Beta Hatch continues to make headlines. The company’s founder and CEO, Virginia Emery, recently took to the stage at a New Tech Northwest BioTech event in Seattle, speaking about her company’s vision for sustainability. We’ve written about Beta Hatch in the past, here and here. Other guests at the event included Chuks Onwuneme from Pillsy, Anatolia Au and George Gosieski from JumpstartCSR, and Tina Bose from Adaptive Technologies.

For those of you who weren’t able to attend, we thought we’d share a quick recap from our friends at New Tech Northwest.

Highlights from New Tech Northwest Seattle event

Beta Hatch: Beta Hatch Founder & CEO Virginia Emery kicked off the night with her cleaner, more sustainable vision for the future of agriculture.

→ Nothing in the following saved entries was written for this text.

/// Request/response gateway for the National Flood Data API.
///
/// `FloodApiClient::do_request` turns (method, path, query, body) into one
/// HTTP exchange against the configured base URL and classifies the result:
/// - status < 400: the full body is returned unmodified with status and headers,
/// - status >= 400: the body is probed for a JSON `message` and the status is
///   mapped to an `ApiError`; the body is never returned as data,
/// - no status at all: `FloodApiError::Transport`.
///
/// Every request carries the `x-api-key` credential header and
/// `Content-Type: application/json`.
///
/// The client holds only read-only state and the underlying blocking
/// `reqwest` client is `Send + Sync`, so one instance can serve concurrent
/// calls from many threads.

use reqwest::blocking::Client;
use reqwest::header::{CONTENT_TYPE, HeaderMap, HeaderValue};
use reqwest::{Method, StatusCode, Url};
use serde::Deserialize;
use std::fmt;
use std::time::Duration;
use tracing::debug;

use crate::config::ClientConfig;
use crate::model::{ApiError, FloodApiError, QueryParams, ResponseMeta};

/// Production endpoint of the v3 API.
pub const DEFAULT_BASE_URL: &str = "https://api.nationalflooddata.com/v3";

/// Header carrying the API key.
pub const API_KEY_HEADER: &str = "x-api-key";

// ---------------------------------------------------------------------------
// Raw response
// ---------------------------------------------------------------------------

/// A successful (status < 400) exchange with its body fully buffered.
#[derive(Debug, Clone)]
pub struct RawResponse {
    pub status: StatusCode,
    pub headers: HeaderMap,
    /// Final URL after redirects.
    pub url: Url,
    pub body: Vec<u8>,
}

impl RawResponse {
    /// Body as text, replacing invalid UTF-8.
    pub fn text(&self) -> String {
        String::from_utf8_lossy(&self.body).into_owned()
    }
}

/// Error payload shape. Only `message` is used; the HTTP status line decides
/// the error kind.
#[derive(Deserialize)]
struct ErrorPayload {
    #[serde(default)]
    message: Option<String>,
}

// ---------------------------------------------------------------------------
// Client
// ---------------------------------------------------------------------------

/// Typed client for one API account.
#[derive(Clone)]
pub struct FloodApiClient {
    base_url: String,
    api_key: String,
    api_key_header: HeaderValue,
    http: Client,
}

impl fmt::Debug for FloodApiClient {
    fn fmt(&self, f: &mut fmt::Formatter<'_>) -> fmt::Result {
        f.debug_struct("FloodApiClient")
            .field("base_url", &self.base_url)
            .field("api_key", &"<redacted>")
            .finish()
    }
}

impl FloodApiClient {
    /// Client for the production endpoint with no request timeout.
    pub fn new(api_key: impl Into<String>) -> Result<Self, FloodApiError> {
        Self::from_config(&ClientConfig::new(api_key))
    }

    /// Client built from a loaded configuration.
    pub fn from_config(config: &ClientConfig) -> Result<Self, FloodApiError> {
        let http = Client::builder()
            .timeout(config.timeout_secs.map(Duration::from_secs))
            .build()
            .map_err(FloodApiError::ClientBuild)?;
        Self::with_http_client(&config.base_url, &config.api_key, http)
    }

    /// Client using a caller-supplied transport, e.g. one with proxies,
    /// custom TLS roots or its own timeouts.
    pub fn with_http_client(
        base_url: impl Into<String>,
        api_key: impl Into<String>,
        http: Client,
    ) -> Result<Self, FloodApiError> {
        let api_key = api_key.into();
        let mut api_key_header =
            HeaderValue::from_str(&api_key).map_err(|_| FloodApiError::InvalidApiKey)?;
        api_key_header.set_sensitive(true);

        Ok(Self {
            base_url: base_url.into(),
            api_key,
            api_key_header,
            http,
        })
    }

    pub fn base_url(&self) -> &str {
        &self.base_url
    }

    pub(crate) fn api_key(&self) -> &str {
        &self.api_key
    }

    /// Joins `path` onto the base URL and appends the encoded query.
    pub fn build_url(&self, path: &str, query: Option<&QueryParams>) -> Result<Url, FloodApiError> {
        let endpoint = format!("{}{}", self.base_url.trim_end_matches('/'), path);
        let mut url = Url::parse(&endpoint).map_err(|source| FloodApiError::InvalidEndpoint {
            url: endpoint.clone(),
            source,
        })?;

        if let Some(query) = query.filter(|q| !q.is_empty()) {
            url.set_query(Some(&encode_query(query)));
        }
        Ok(url)
    }

    /// Executes one request and classifies the outcome.
    ///
    /// # Errors
    /// - `InvalidEndpoint` / `InvalidMethod` - before any network I/O.
    /// - `Transport` - no response was received.
    /// - `BodyRead` - the body could not be read in full.
    /// - `Api` - status >= 400, classified by `ApiErrorKind::from_status`.
    pub fn do_request(
        &self,
        method: &str,
        path: &str,
        query: Option<&QueryParams>,
        body: Option<Vec<u8>>,
    ) -> Result<RawResponse, FloodApiError> {
        let url = self.build_url(path, query)?;
        let method = Method::from_bytes(method.as_bytes())
            .map_err(|_| FloodApiError::InvalidMethod(method.to_string()))?;

        let mut request = self
            .http
            .request(method.clone(), url.clone())
            .header(API_KEY_HEADER, self.api_key_header.clone())
            .header(CONTENT_TYPE, HeaderValue::from_static("application/json"));
        if let Some(body) = body.filter(|b| !b.is_empty()) {
            request = request.body(body);
        }

        debug!(%method, %url, "sending request");
        let response = request.send().map_err(FloodApiError::Transport)?;

        let status = response.status();
        let headers = response.headers().clone();
        let final_url = response.url().clone();
        let body = response
            .bytes()
            .map_err(|source| FloodApiError::BodyRead {
                status: status.as_u16(),
                source,
            })?
            .to_vec();

        if status.as_u16() >= 400 {
            let meta = ResponseMeta {
                method,
                url: final_url,
                status,
                headers,
            };
            let err = api_error_from_body(meta, &body);
            debug!(status = err.status, kind = ?err.kind, message = %err.message, "API returned an error");
            return Err(err.into());
        }

        Ok(RawResponse {
            status,
            headers,
            url: final_url,
            body,
        })
    }
}

/// Encodes query parameters in key order.
fn encode_query(query: &QueryParams) -> String {
    query
        .iter()
        .map(|(k, v)| format!("{}={}", urlencoding::encode(k), urlencoding::encode(v)))
        .collect::<Vec<_>>()
        .join("&")
}

/// Builds the error for a >= 400 response. A body that is not JSON, or has
/// no usable `message`, falls back to the status line's reason phrase.
fn api_error_from_body(meta: ResponseMeta, body: &[u8]) -> ApiError {
    let fallback = meta.status.canonical_reason().unwrap_or_default();
    let message = serde_json::from_slice::<ErrorPayload>(body)
        .ok()
        .and_then(|p| p.message)
        .filter(|m| !m.trim().is_empty())
        .unwrap_or_else(|| fallback.to_string());
    ApiError::new(meta.status.as_u16(), message, Some(meta))
}

// ---------------------------------------------------------------------------
// Tests
// ---------------------------------------------------------------------------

Virginia’s contagious enthusiasm for Beta Hatch immediately infected the room, inspiring the New Tech community to engage with her company’s mission to industrialize insect production for farming. Virginia expressed the need for a paradigm shift in agriculture in addition to the cultivation of new solutions for how we produce food that will sustain our rapidly growing population; a pursuit she emphasized as 20% farming more and 80% farming more efficiently.

With a PhD in entomology, Virginia, or “The Bug Lady” as she playfully refers to herself, is championing Beta Hatch’s endeavor to make mealworms the next commodity crop and disrupt the animal feed market, a $400 billion industry starving for innovation.

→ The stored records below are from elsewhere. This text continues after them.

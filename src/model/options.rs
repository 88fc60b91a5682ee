/// Request options for each API operation and their query-string encoding.
///
/// Query parameters are collected into a `QueryParams` map; keys are unique
/// and sorted, so the encoded query string is deterministic.

use serde::{Deserialize, Serialize};
use std::collections::BTreeMap;
use std::fmt;
use std::str::FromStr;

/// Query parameters of one request, encoded in key order.
pub type QueryParams = BTreeMap<String, String>;

/// How the API should locate the property.
#[derive(Debug, Clone, Copy, Default, PartialEq, Eq, Hash, Serialize, Deserialize)]
#[serde(rename_all = "lowercase")]
pub enum SearchType {
    /// Geocode the address, look up by coordinates.
    #[default]
    AddressCoord,
    /// Geocode the address, look up by parcel boundary.
    AddressParcel,
    /// Look up by the given coordinates.
    Coord,
    /// Find the parcel at the given coordinates.
    CoordParcel,
    /// Look up by a polygon.
    Polygon,
}

impl SearchType {
    pub const ALL: [SearchType; 5] = [
        SearchType::AddressCoord,
        SearchType::AddressParcel,
        SearchType::Coord,
        SearchType::CoordParcel,
        SearchType::Polygon,
    ];

    pub fn as_str(self) -> &'static str {
        match self {
            SearchType::AddressCoord => "addresscoord",
            SearchType::AddressParcel => "addressparcel",
            SearchType::Coord => "coord",
            SearchType::CoordParcel => "coordparcel",
            SearchType::Polygon => "polygon",
        }
    }
}

impl fmt::Display for SearchType {
    fn fmt(&self, f: &mut fmt::Formatter<'_>) -> fmt::Result {
        f.write_str(self.as_str())
    }
}

impl FromStr for SearchType {
    type Err = String;

    fn from_str(s: &str) -> Result<Self, Self::Err> {
        SearchType::ALL
            .into_iter()
            .find(|t| t.as_str().eq_ignore_ascii_case(s.trim()))
            .ok_or_else(|| {
                format!(
                    "unknown search type '{}', expected one of: addresscoord, addressparcel, coord, coordparcel, polygon",
                    s
                )
            })
    }
}

fn set_flag(q: &mut QueryParams, key: &str, value: bool) {
    q.insert(key.to_string(), value.to_string());
}

// ---------------------------------------------------------------------------
// /data
// ---------------------------------------------------------------------------

/// Options for a single flood data query.
#[derive(Debug, Clone, Default, PartialEq)]
pub struct FloodDataOptions {
    pub search_type: SearchType,
    pub address: Option<String>,
    pub lat: Option<f64>,
    pub lng: Option<f64>,
    /// Polygon for `SearchType::Polygon` searches.
    pub polygon: Option<String>,
    /// Include Letters of Map Amendment.
    pub loma: bool,
    pub elevation: bool,
    pub property: bool,
    pub parcel: bool,
}

impl FloodDataOptions {
    /// Query for a street address.
    pub fn for_address(search_type: SearchType, address: impl Into<String>) -> Self {
        Self {
            search_type,
            address: Some(address.into()),
            ..Default::default()
        }
    }

    /// Query for a coordinate pair.
    pub fn for_coords(search_type: SearchType, lat: f64, lng: f64) -> Self {
        Self {
            search_type,
            lat: Some(lat),
            lng: Some(lng),
            ..Default::default()
        }
    }

    /// Encodes the options. `searchtype` is always sent, optional values only
    /// when present, flags only when set.
    pub fn to_query(&self) -> QueryParams {
        let mut q = QueryParams::new();
        q.insert("searchtype".to_string(), self.search_type.to_string());

        if let Some(address) = self.address.as_deref().filter(|a| !a.is_empty()) {
            q.insert("address".to_string(), address.to_string());
        }
        if let Some(lat) = self.lat {
            q.insert("lat".to_string(), lat.to_string());
        }
        if let Some(lng) = self.lng {
            q.insert("lng".to_string(), lng.to_string());
        }
        if let Some(polygon) = self.polygon.as_deref().filter(|p| !p.is_empty()) {
            q.insert("polygon".to_string(), polygon.to_string());
        }

        for (key, enabled) in [
            ("loma", self.loma),
            ("elevation", self.elevation),
            ("property", self.property),
            ("parcel", self.parcel),
        ] {
            if enabled {
                set_flag(&mut q, key, true);
            }
        }
        q
    }
}

// ---------------------------------------------------------------------------
// /floodmapraw
// ---------------------------------------------------------------------------

/// Options for the raw flood map polygons around a point.
#[derive(Debug, Clone, Default, PartialEq)]
pub struct FloodMapRawOptions {
    pub lat: f64,
    pub lng: f64,
    /// Extent in degrees: 0.04, 0.06 or 0.08. The API defaults to 0.08.
    pub size: Option<f64>,
    pub geojson: bool,
    /// Exclude X zones.
    pub exclude_x: bool,
    pub elevation: bool,
}

impl FloodMapRawOptions {
    pub fn to_query(&self) -> QueryParams {
        let mut q = QueryParams::new();
        q.insert("lat".to_string(), self.lat.to_string());
        q.insert("lng".to_string(), self.lng.to_string());
        if let Some(size) = self.size.filter(|s| *s != 0.0) {
            q.insert("size".to_string(), format!("{:.2}", size));
        }
        set_flag(&mut q, "geojson", self.geojson);
        set_flag(&mut q, "excludex", self.exclude_x);
        set_flag(&mut q, "elevation", self.elevation);
        q
    }
}

// ---------------------------------------------------------------------------
// /dynamic.html and /staticmap
// ---------------------------------------------------------------------------

/// Options for the embeddable interactive map page.
#[derive(Debug, Clone, Default, PartialEq)]
pub struct DynamicMapOptions {
    /// Map key passed through to the page.
    pub key: String,
    pub lat: f64,
    pub lng: f64,
    pub zoom: u32,
    pub show_legend: bool,
}

impl DynamicMapOptions {
    pub fn to_query(&self) -> QueryParams {
        let mut q = QueryParams::new();
        q.insert("key".to_string(), self.key.clone());
        q.insert("lat".to_string(), self.lat.to_string());
        q.insert("lng".to_string(), self.lng.to_string());
        q.insert("zoom".to_string(), self.zoom.to_string());
        set_flag(&mut q, "showLegend", self.show_legend);
        q
    }
}

/// Options for a rendered flood map image.
#[derive(Debug, Clone, Default, PartialEq)]
pub struct StaticMapOptions {
    pub lat: f64,
    pub lng: f64,
    /// Image height in pixels.
    pub height: u32,
    /// Image width in pixels.
    pub width: u32,
    pub show_marker: bool,
    pub show_legend: bool,
    pub zoom: u32,
}

impl StaticMapOptions {
    pub fn to_query(&self) -> QueryParams {
        let mut q = QueryParams::new();
        q.insert("lat".to_string(), self.lat.to_string());
        q.insert("lng".to_string(), self.lng.to_string());
        q.insert("height".to_string(), self.height.to_string());
        q.insert("width".to_string(), self.width.to_string());
        set_flag(&mut q, "showMarker", self.show_marker);
        set_flag(&mut q, "showLegend", self.show_legend);
        q.insert("zoom".to_string(), self.zoom.to_string());
        q
    }
}

// ---------------------------------------------------------------------------
// /databatch
// ---------------------------------------------------------------------------

fn is_false(b: &bool) -> bool {
    !*b
}

/// One lookup inside a batch. Coordinates are sent as text.
#[derive(Debug, Clone, Default, PartialEq, Serialize, Deserialize)]
pub struct BatchRequest {
    /// Caller-chosen id used to match results.
    pub id: String,
    #[serde(rename = "searchtype")]
    pub search_type: SearchType,
    #[serde(default, skip_serializing_if = "String::is_empty")]
    pub address: String,
    #[serde(default, skip_serializing_if = "String::is_empty")]
    pub lat: String,
    #[serde(default, skip_serializing_if = "String::is_empty")]
    pub lng: String,
    #[serde(default, skip_serializing_if = "String::is_empty")]
    pub polygon: String,
    #[serde(default, skip_serializing_if = "is_false")]
    pub loma: bool,
    #[serde(default, skip_serializing_if = "is_false")]
    pub elevation: bool,
    #[serde(default, skip_serializing_if = "is_false")]
    pub property: bool,
    #[serde(default, skip_serializing_if = "is_false")]
    pub parcel: bool,
}

/// Body of a batch submission. An empty `api_key` is filled in from the
/// client's credential before sending.
#[derive(Debug, Clone, Default, PartialEq, Serialize, Deserialize)]
pub struct BatchDataRequest {
    #[serde(rename = "apiKey", default)]
    pub api_key: String,
    pub requests: Vec<BatchRequest>,
}

// ---------------------------------------------------------------------------
// Tests
// ---------------------------------------------------------------------------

Virginia’s fun fact of the night: Insects can eat inorganic waste. Even plastic. The only known way to biodegrade Styrofoam is in the gut of a mealworm.

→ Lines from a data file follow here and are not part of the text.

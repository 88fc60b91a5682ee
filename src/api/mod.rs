/// National Flood Data API client.
///
/// - `client`     - request/response gateway and error classification
/// - `sanitize`   - repairs whitespace and "Access Denied" markers in payloads
/// - `flood_data` - `/data` and `/databatch`
/// - `maps`       - `/floodmapraw`, tiles, dynamic and static maps

pub mod client;
pub mod flood_data;
pub mod maps;
pub mod sanitize;

#[cfg(test)]
pub(crate) mod fixtures;

pub use client::{API_KEY_HEADER, DEFAULT_BASE_URL, FloodApiClient, RawResponse};
pub use flood_data::decode_flood_data;
pub use sanitize::{ACCESS_DENIED, sanitize, sanitize_body, sanitize_with_report};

Pillsy: Chuks Onwuneme, Co-Founder and CTO of Pillsy introduced New Tech to his company’s product, a smart pill bottle to support healthy medication and vitamin consumption habits. Chuks related Pillsy’s modus operandi to The 3 R’s of Habit Formation coined by behavioral psychologist, James Clear: Reminder, Routine, Reward. Once Pillsy is paired with a compatible mobile device and the user inputs their prescription specifications within its proprietary app, Pillsy will trigger an alarm to notify the user when it’s time to take their medication. According to the company’s methodology, utilizing Pillsy on a regular basis will promote medication adherence along with its inherent health benefits.

JumpStartCSR: Co-Founder & Chief Science Officer George Gosieski and Chief Design Officer Anatolia Au tag teamed the presentation of JumpStartCSR, a biotech startup focused on improvement of the human condition by helping people regain, improve, and optimize their musculoskeletal performance. JumpStartCSR’s pioneering the “IoT of personalized ergonomic products”, beginning with intelligent footbeds. The proprietary sensor system within the personalized footbeds tracks users’ biomechanical health and relay image-grade medical data to the product’s accompanying app Holmz. JumpStartCSR currently has a working prototype of their intelligent footbeds and is in the process of developing the cognitive expert system for the Holmz app. This startup’s approach to personalized ergonomics combined with the company’s ambition to expand JumpStartCSR’s technology beyond musculoskeletal diagnostics, we wouldn’t be surprised to see them hit the ground running when they officially launch their intelligent footbeds, and keep gaining momentum far into the future.

Adaptive Biotechnologies: The final speaker of the evening was Tina Bose, scientific liaison at Adaptive Technologies. The three founding researchers of the company discovered a unique way to profile a patient’s adaptive immune system by sequencing their T-cell and B-Cell receptors. Tina used an image of Jake Gyllenhaal as Bubble Boy from the 2001 film of the same name to relate the importance of the immune system, as well as the difference between the functional adaptive immune systems most people have and individuals like Bubble Boy who are born with rare genetic diseases that leave them with no functional T or B-Cells to defend them against even the most common bacteria and viruses.

What Adaptive Technologies has done is take an individual’s genetic code and use a combination of bioinformatics and high-throughput sequencing to track B-Cell and T-Cell receptors. Adaptive Technologies aims to use immunosequencing data as a biomarker for diagnosis and change the course of medicine by improving patient care.